Faits et chiffres clés sur l’entreprise :
- Un leader français des véhicules autonomes et des nouvelles solutions de mobilité intelligente et partagée.
- 250 collaborateurs
- Plus de 100 véhicules vendus depuis 2015 (89 véhicules vendus en 2016)
- Pas encore de bénéfices mais l’équilibre (EBITDA) pour objectif en 2019
- CA 2017 : 10M€
- CA 2018 (ambition) : 30M€
Cas d’usages et clients principaux :
- Route ouverte avec les opérateurs de transports (ex : Keolis, Berthelet, Bertolami…)
- Sites privés : Sites industriels, Campus d’universités, Aéroports
- Munipacilités
Argus Conseil : Après cette très utile petite fiche Executive Summary, pouvez-vous nous en dire un peu plus sur le modèle économique de Navya ?
N.d.C: Navya est un constructeur indépendant de véhicules autonomes avec deux modèles aux usages bien distincts (les Autonom Shuttles et Autonom Cabs), sur des petites distances.

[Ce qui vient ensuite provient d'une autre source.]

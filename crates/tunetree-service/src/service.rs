//! Cached, single-flight collection loading.

use std::sync::{Arc, Mutex, MutexGuard};
use std::time::Duration;

use chrono::Utc;
use derive_builder::Builder;
use tokio::sync::watch;

use tunetree_core::{MusicNode, MusicTree, ParseConfig, SourceError, TreeOrigin};
use tunetree_parse::TreeTextParser;

use crate::cache::{CacheInfo, CacheStore, DEFAULT_MAX_AGE, TreeCache};
use crate::error::CacheError;
use crate::sample::sample_tree;
use crate::source::TextSource;

/// Configuration for the loading service.
#[derive(Debug, Clone, Builder)]
#[builder(setter(into))]
pub struct ServiceConfig {
    /// Parser settings.
    #[builder(default)]
    pub parse: ParseConfig,

    /// Maximum age of a usable cache blob.
    #[builder(default = "DEFAULT_MAX_AGE")]
    pub cache_max_age: Duration,

    /// Whether to read and write the cache at all.
    #[builder(default = "true")]
    pub use_cache: bool,
}

impl ServiceConfig {
    /// Create a new config builder.
    pub fn builder() -> ServiceConfigBuilder {
        ServiceConfigBuilder::default()
    }
}

impl Default for ServiceConfig {
    fn default() -> Self {
        Self {
            parse: ParseConfig::default(),
            cache_max_age: DEFAULT_MAX_AGE,
            use_cache: true,
        }
    }
}

/// Observable phase of the service.
#[derive(Debug, Clone, Copy, PartialEq, Eq)]
pub enum LoadStatus {
    /// Nothing loaded yet.
    Idle,
    /// A load is in flight.
    Loading,
    /// A tree from the cache or the source is available.
    Ready,
    /// The source failed and the sample tree is being served.
    Failed,
}

enum LoadState {
    Idle,
    Loading(watch::Receiver<Option<Arc<MusicTree>>>),
    Ready(Arc<MusicTree>),
    Failed {
        error: String,
        fallback: Arc<MusicTree>,
    },
}

enum Begin {
    Done(Arc<MusicTree>),
    Wait(watch::Receiver<Option<Arc<MusicTree>>>),
    Lead(watch::Sender<Option<Arc<MusicTree>>>),
}

/// Loads, parses and caches the collection.
///
/// Concurrent [`load`](Self::load) calls share a single fetch: the first
/// caller performs it and everyone else awaits its outcome. A failed fetch
/// is never surfaced as an error; the built-in sample tree is served instead.
pub struct MusicDataService {
    source: Box<dyn TextSource>,
    cache: Option<TreeCache>,
    parser: TreeTextParser,
    state: Mutex<LoadState>,
}

impl MusicDataService {
    /// Create a service without a cache.
    pub fn new(source: impl TextSource + 'static, config: ServiceConfig) -> Self {
        Self {
            source: Box::new(source),
            cache: None,
            parser: TreeTextParser::with_config(config.parse),
            state: Mutex::new(LoadState::Idle),
        }
    }

    /// Create a service backed by `store`.
    ///
    /// The store is ignored when `config.use_cache` is false.
    pub fn with_cache(
        source: impl TextSource + 'static,
        store: Arc<dyn CacheStore>,
        config: ServiceConfig,
    ) -> Self {
        let cache = config
            .use_cache
            .then(|| TreeCache::new(store).with_max_age(config.cache_max_age));
        Self {
            cache,
            ..Self::new(source, config)
        }
    }

    /// Get the loaded collection, fetching it on first use.
    pub async fn load(&self) -> Arc<MusicTree> {
        loop {
            let mut rx = match self.begin() {
                Begin::Done(tree) => return tree,
                Begin::Lead(tx) => return self.lead(tx).await,
                Begin::Wait(rx) => rx,
            };

            match rx.wait_for(Option::is_some).await {
                Ok(tree) => {
                    if let Some(tree) = &*tree {
                        return Arc::clone(tree);
                    }
                }
                Err(_) => {
                    // The leading load was dropped before finishing.
                    tracing::debug!("In-flight load abandoned, retrying");
                }
            }
        }
    }

    /// Clear the cache and load again.
    pub async fn reload(&self) -> Arc<MusicTree> {
        if let Err(err) = self.clear_cache() {
            tracing::warn!(%err, "Failed to clear cache before reload");
        }
        self.load().await
    }

    /// Forget the loaded tree and remove the cache blob.
    ///
    /// An in-flight load is left to finish.
    pub fn clear_cache(&self) -> Result<(), CacheError> {
        {
            let mut state = self.state();
            if !matches!(*state, LoadState::Loading(_)) {
                *state = LoadState::Idle;
            }
        }
        if let Some(cache) = &self.cache {
            cache.clear()?;
        }
        tracing::info!("Music data cache cleared");
        Ok(())
    }

    /// Describe the cache blob, `None` when caching is disabled.
    pub fn cache_info(&self) -> Result<Option<CacheInfo>, CacheError> {
        self.cache
            .as_ref()
            .map(|cache| cache.info(Utc::now()))
            .transpose()
    }

    /// Current phase.
    pub fn status(&self) -> LoadStatus {
        match *self.state() {
            LoadState::Idle => LoadStatus::Idle,
            LoadState::Loading(_) => LoadStatus::Loading,
            LoadState::Ready(_) => LoadStatus::Ready,
            LoadState::Failed { .. } => LoadStatus::Failed,
        }
    }

    /// The tree being served, if any.
    pub fn current(&self) -> Option<Arc<MusicTree>> {
        match &*self.state() {
            LoadState::Ready(tree) => Some(Arc::clone(tree)),
            LoadState::Failed { fallback, .. } => Some(Arc::clone(fallback)),
            _ => None,
        }
    }

    /// Message of the source failure that caused the fallback.
    pub fn last_error(&self) -> Option<String> {
        match &*self.state() {
            LoadState::Failed { error, .. } => Some(error.clone()),
            _ => None,
        }
    }

    fn state(&self) -> MutexGuard<'_, LoadState> {
        self.state.lock().unwrap_or_else(|e| e.into_inner())
    }

    fn begin(&self) -> Begin {
        let mut state = self.state();
        match &*state {
            LoadState::Ready(tree) => Begin::Done(Arc::clone(tree)),
            LoadState::Failed { fallback, .. } => Begin::Done(Arc::clone(fallback)),
            LoadState::Loading(rx) => Begin::Wait(rx.clone()),
            LoadState::Idle => {
                let (tx, rx) = watch::channel(None);
                *state = LoadState::Loading(rx);
                Begin::Lead(tx)
            }
        }
    }

    async fn lead(&self, tx: watch::Sender<Option<Arc<MusicTree>>>) -> Arc<MusicTree> {
        let mut guard = LoadingGuard {
            state: &self.state,
            armed: true,
        };

        let (tree, error) = self.fetch().await;
        let tree = Arc::new(tree);

        {
            let mut state = self.state();
            *state = match error {
                None => LoadState::Ready(Arc::clone(&tree)),
                Some(error) => LoadState::Failed {
                    error: error.to_string(),
                    fallback: Arc::clone(&tree),
                },
            };
        }
        guard.armed = false;

        // Waiters may all have gone away.
        let _ = tx.send(Some(Arc::clone(&tree)));
        tree
    }

    async fn fetch(&self) -> (MusicTree, Option<SourceError>) {
        if let Some(root) = self.read_cache().await {
            tracing::info!("Loading music data from cache");
            return (MusicTree::from_root(root, TreeOrigin::Cache), None);
        }

        tracing::info!(source = %self.source.describe(), "Fetching listing");
        match self.source.fetch().await {
            Ok(text) => {
                let tree = self.parser.parse_tree(&text);
                self.write_cache(&tree.root).await;
                (tree, None)
            }
            Err(err) => {
                tracing::warn!(%err, "Could not load listing, using sample data");
                let root = sample_tree(&self.parser.config().root_label);
                (MusicTree::from_root(root, TreeOrigin::Fallback), Some(err))
            }
        }
    }

    // Stores may touch the filesystem, so they run on the blocking pool.
    async fn read_cache(&self) -> Option<MusicNode> {
        let cache = self.cache.clone()?;
        tokio::task::spawn_blocking(move || cache.load(Utc::now()))
            .await
            .unwrap_or_else(|err| {
                tracing::warn!(%err, "Cache read task failed");
                None
            })
    }

    async fn write_cache(&self, root: &MusicNode) {
        let Some(cache) = self.cache.clone() else {
            return;
        };
        let root = root.clone();
        match tokio::task::spawn_blocking(move || cache.save(&root, Utc::now())).await {
            Ok(Ok(())) => {}
            Ok(Err(err)) => tracing::warn!(%err, "Failed to cache music data"),
            Err(err) => tracing::warn!(%err, "Cache write task failed"),
        }
    }
}

/// Resets a `Loading` state to `Idle` if the leading load is dropped early.
struct LoadingGuard<'a> {
    state: &'a Mutex<LoadState>,
    armed: bool,
}

impl Drop for LoadingGuard<'_> {
    fn drop(&mut self) {
        if self.armed {
            let mut state = self.state.lock().unwrap_or_else(|e| e.into_inner());
            if matches!(*state, LoadState::Loading(_)) {
                *state = LoadState::Idle;
            }
        }
    }
}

Nous sommes un pure player et contrôlons la chaine de valeur à deux exceptions. Premièrement l’amont c’est à dire la fourniture de pièces externes (ex : les capteurs de Valeo). Et deuxièmement l’aval : ce qui représente la gestion du client final où nous nous appuyons sur l’expertise des opérateurs de transports. Nous y reviendrons plus tard.

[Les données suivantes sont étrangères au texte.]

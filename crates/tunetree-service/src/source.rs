//! Raw listing text sources.

use std::future::Future;
use std::path::{Path, PathBuf};
use std::pin::Pin;

use tunetree_core::SourceError;

/// Type alias for boxed futures returned by async source methods.
pub type BoxFuture<'a, T> = Pin<Box<dyn Future<Output = T> + Send + 'a>>;

/// Something that can supply the raw tree listing.
pub trait TextSource: Send + Sync {
    /// Short description for logs (e.g. the file path).
    fn describe(&self) -> String;

    /// Fetch the complete listing text.
    fn fetch(&self) -> BoxFuture<'_, Result<String, SourceError>>;
}

/// Reads the listing from a file on disk.
#[derive(Debug, Clone)]
pub struct FileSource {
    path: PathBuf,
}

impl FileSource {
    /// Create a source for the given listing file.
    pub fn new(path: impl Into<PathBuf>) -> Self {
        Self { path: path.into() }
    }

    /// Get the listing path.
    pub fn path(&self) -> &Path {
        &self.path
    }
}

impl TextSource for FileSource {
    fn describe(&self) -> String {
        self.path().display().to_string()
    }

    fn fetch(&self) -> BoxFuture<'_, Result<String, SourceError>> {
        Box::pin(async move {
            let text = tokio::fs::read_to_string(&self.path)
                .await
                .map_err(|e| SourceError::io(&self.path, e))?;
            if text.trim().is_empty() {
                return Err(SourceError::Empty);
            }
            Ok(text)
        })
    }
}

/// Serves a fixed string; useful for embedding and tests.
#[derive(Debug, Clone)]
pub struct StaticSource {
    text: String,
}

impl StaticSource {
    /// Create a source that always returns `text`.
    pub fn new(text: impl Into<String>) -> Self {
        Self { text: text.into() }
    }
}

impl TextSource for StaticSource {
    fn describe(&self) -> String {
        "<static>".to_string()
    }

    fn fetch(&self) -> BoxFuture<'_, Result<String, SourceError>> {
        Box::pin(async move {
            if self.text.trim().is_empty() {
                return Err(SourceError::Empty);
            }
            Ok(self.text.clone())
        })
    }
}

#[cfg(test)]
mod tests {
    use super::*;

    #[tokio::test]
    async fn test_file_source_reads_listing() {
        let dir = tempfile::tempdir().unwrap();
        let path = dir.path().join("music.txt");
        std::fs::write(&path, ".\n└── a.mp3\n").unwrap();

        let source = FileSource::new(&path);
        assert_eq!(source.fetch().await.unwrap(), ".\n└── a.mp3\n");
        assert_eq!(source.describe(), path.display().to_string());
    }

    #[tokio::test]
    async fn test_file_source_missing() {
        let dir = tempfile::tempdir().unwrap();
        let source = FileSource::new(dir.path().join("missing.txt"));
        assert!(matches!(
            source.fetch().await,
            Err(SourceError::NotFound { .. })
        ));
    }

    #[tokio::test]
    async fn test_blank_listing_is_an_error() {
        let source = StaticSource::new("  \n\n");
        assert!(matches!(source.fetch().await, Err(SourceError::Empty)));
    }
}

Argus Conseil : Une entreprise telle que la vôtre pourrait rapidement attirer les convoitises. Comment comptez-vous préserver votre indépendance ? Les constructeurs ou équipementiers pourraient être à l’affut.

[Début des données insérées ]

//! Cached, single-flight loading service for tunetree.
//!
//! [`MusicDataService`] owns the parsed collection for a session. It:
//!
//! - **Serves** a cached blob younger than an hour when one exists
//! - **Fetches** the listing from a [`TextSource`] otherwise, parses it and
//!   writes the cache
//! - **Shares** a single in-flight fetch between concurrent callers
//! - **Falls back** to a built-in sample tree when the source fails
//!
//! # Example
//!
//! ```rust,no_run
//! use std::sync::Arc;
//! use tunetree_service::{FileCacheStore, FileSource, MusicDataService, ServiceConfig};
//!
//! # async fn run() {
//! let service = MusicDataService::with_cache(
//!     FileSource::new("music.txt"),
//!     Arc::new(FileCacheStore::default()),
//!     ServiceConfig::default(),
//! );
//!
//! let tree = service.load().await;
//! println!("{} files", tree.total_files());
//! # }
//! ```

mod cache;
mod error;
mod sample;
mod service;
mod source;

pub use cache::{
    CACHE_JSON_KEY, CACHE_TIMESTAMP_KEY, CacheInfo, CacheStore, DEFAULT_MAX_AGE, FileCacheStore,
    MemoryCacheStore, TreeCache,
};
pub use error::CacheError;
pub use sample::sample_tree;
pub use service::{LoadStatus, MusicDataService, ServiceConfig, ServiceConfigBuilder};
pub use source::{BoxFuture, FileSource, StaticSource, TextSource};

// Re-export core types for convenience
pub use tunetree_core::{MusicNode, MusicTree, SourceError, TreeOrigin, TreeStats};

N.d.C: Nous nous sommes récemment introduits en bourse. C’est une bonne manière de rester indépendant vous ne pensez pas? Nous multiplions également les partenariats tout en évitant les fusions. À ce titre Valeo et Keolis sont donc des actionnaires majeurs. De plus nous possédons un cycle de développement des produits indépendant et toute l’agrégation des technologies est faite en interne, avec un système d’exploitation propriétaire.
A.C. : Quel est votre argument clé de vente (USP) par rapport aux concurrents ? Qu’est-ce qui vous distingue d’Easy Mile et de ses navettes autonomes par exemple?
N.d.C: Nous sommes les seuls à fabriquer et commercialiser une gamme de 2 véhicules : l’Autonom Shuttle (navette) et le Cab (Robotaxi). Nous avons en outre décidé d’être un pure player gérant l’ensemble de la chaine de valeur. En amont, nous nous sourçons auprès de nos équipementiers partenaires, sur les capteurs par exemple. Ensuite nous intégrons nous même les différentes technologies ( que l’on pourrait appeler Navya OS en forçant le trait pour illustrer). Enfin, nous vendons les navettes auprès des opérateurs de transports comme Keolis ou aux sites privés directement si besoin.
Il faut en tout cas se féliciter : avec notre concurrent Easy Mile et nous, La France est à la pointe sur le marché des navettes autonomes.
2.L’actualité produits de Navya, les projets actuels. Les navettes autonomes à l’épreuve de la réalité et des tests en milieu ouvert
A.C. : Où en sont vos tests de navettes ? Combien de kilomètres avez-vous parcourus?
N.d.C: Contrairement à certains acteurs du secteur, nous ne trouvons pas pertinent de communiquer sur le nombre de km parcourus. Pour tester un véhicule autonome et les potentiels obstacles, 1000km du même tronçon d’autoroute en ligne droite ne sont pas équivalents à 1000km en plein coeur de différentes villes. Les entreprises comme Google ont une forte composante B2C et ont donc un intérêt en termes d’image à communiquer. En tant qu’entreprise essentiellement B2B, la communication est foncièrement différente. En revanche, nous sommes fiers de communiquer le nombres de passagers transportés : + de 300 000 passagers transportés depuis avril 2016, ce qui montre bien la réalité des navettes autonomes et le fait qu’elle constituent un service dès aujourd’hui.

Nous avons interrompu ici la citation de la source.